**Task to carry out**
Return each line of the records holding the string "depth".

**Data for review**
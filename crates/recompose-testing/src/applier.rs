use std::collections::HashMap;
use std::fmt::Write;

use recompose_core::{Applier, NodeError, NodeId};

/// One call the runtime made into a [`RecordingApplier`].
#[derive(Debug, Clone, PartialEq, Eq)]
pub enum ApplierEvent {
    Insert {
        parent: Option<NodeId>,
        node: NodeId,
    },
    Remove {
        node: NodeId,
    },
    SetChildren {
        parent: Option<NodeId>,
        children: Vec<NodeId>,
    },
}

#[derive(Debug, Default)]
struct NodeRecord {
    parent: Option<NodeId>,
    children: Vec<NodeId>,
}

/// In-memory host tree that logs every mutation it receives.
///
/// Rejects inconsistent commands the way a real host would: inserting an id
/// twice, or addressing a node it never saw.
#[derive(Debug, Default)]
pub struct RecordingApplier {
    nodes: HashMap<NodeId, NodeRecord>,
    roots: Vec<NodeId>,
    events: Vec<ApplierEvent>,
}

impl RecordingApplier {
    pub fn new() -> Self {
        Self::default()
    }

    pub fn len(&self) -> usize {
        self.nodes.len()
    }

    pub fn is_empty(&self) -> bool {
        self.nodes.is_empty()
    }

    pub fn contains(&self, node: NodeId) -> bool {
        self.nodes.contains_key(&node)
    }

    /// Children of `parent` in host order; `None` lists top-level nodes.
    pub fn children_of(&self, parent: Option<NodeId>) -> Vec<NodeId> {
        match parent {
            None => self.roots.clone(),
            Some(id) => self
                .nodes
                .get(&id)
                .map(|record| record.children.clone())
                .unwrap_or_default(),
        }
    }

    pub fn parent_of(&self, node: NodeId) -> Option<NodeId> {
        self.nodes.get(&node).and_then(|record| record.parent)
    }

    pub fn events(&self) -> &[ApplierEvent] {
        &self.events
    }

    pub fn take_events(&mut self) -> Vec<ApplierEvent> {
        std::mem::take(&mut self.events)
    }

    /// The host tree as indented text, one node per line.
    pub fn dump_tree(&self) -> String {
        let mut out = String::new();
        for root in &self.roots {
            self.dump_node(*root, 0, &mut out);
        }
        out
    }

    fn dump_node(&self, node: NodeId, depth: usize, out: &mut String) {
        let _ = writeln!(out, "{}#{node}", "  ".repeat(depth));
        if let Some(record) = self.nodes.get(&node) {
            for child in &record.children {
                self.dump_node(*child, depth + 1, out);
            }
        }
    }

    fn siblings_mut(&mut self, parent: Option<NodeId>) -> Result<&mut Vec<NodeId>, NodeError> {
        match parent {
            None => Ok(&mut self.roots),
            Some(id) => self
                .nodes
                .get_mut(&id)
                .map(|record| &mut record.children)
                .ok_or(NodeError::Missing { id }),
        }
    }

    fn forget(&mut self, node: NodeId) {
        if let Some(record) = self.nodes.remove(&node) {
            for child in record.children {
                self.forget(child);
            }
        }
    }
}

impl Applier for RecordingApplier {
    fn insert_node(&mut self, parent: Option<NodeId>, node: NodeId) -> Result<(), NodeError> {
        if self.nodes.contains_key(&node) {
            return Err(NodeError::Duplicate { id: node });
        }
        self.siblings_mut(parent)?.push(node);
        self.nodes.insert(
            node,
            NodeRecord {
                parent,
                children: Vec::new(),
            },
        );
        self.events.push(ApplierEvent::Insert { parent, node });
        Ok(())
    }

    fn remove_node(&mut self, node: NodeId) -> Result<(), NodeError> {
        let parent = self
            .nodes
            .get(&node)
            .map(|record| record.parent)
            .ok_or(NodeError::Missing { id: node })?;
        if let Ok(siblings) = self.siblings_mut(parent) {
            siblings.retain(|sibling| *sibling != node);
        }
        self.forget(node);
        self.events.push(ApplierEvent::Remove { node });
        Ok(())
    }

    fn set_children(
        &mut self,
        parent: Option<NodeId>,
        children: &[NodeId],
    ) -> Result<(), NodeError> {
        if let Some(missing) = children.iter().find(|child| !self.nodes.contains_key(*child)) {
            return Err(NodeError::Missing { id: *missing });
        }
        *self.siblings_mut(parent)? = children.to_vec();
        for child in children {
            if let Some(record) = self.nodes.get_mut(child) {
                record.parent = parent;
            }
        }
        self.events.push(ApplierEvent::SetChildren {
            parent,
            children: children.to_vec(),
        });
        Ok(())
    }
}

#[cfg(test)]
#[path = "tests/applier_tests.rs"]
mod tests;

**Task solution**
    fn dump_node(&self, node: NodeId, depth: usize, out: &mut String) {
        let _ = writeln!(out, "{}#{node}", "  ".repeat(depth));
                self.dump_node(*child, depth + 1, out);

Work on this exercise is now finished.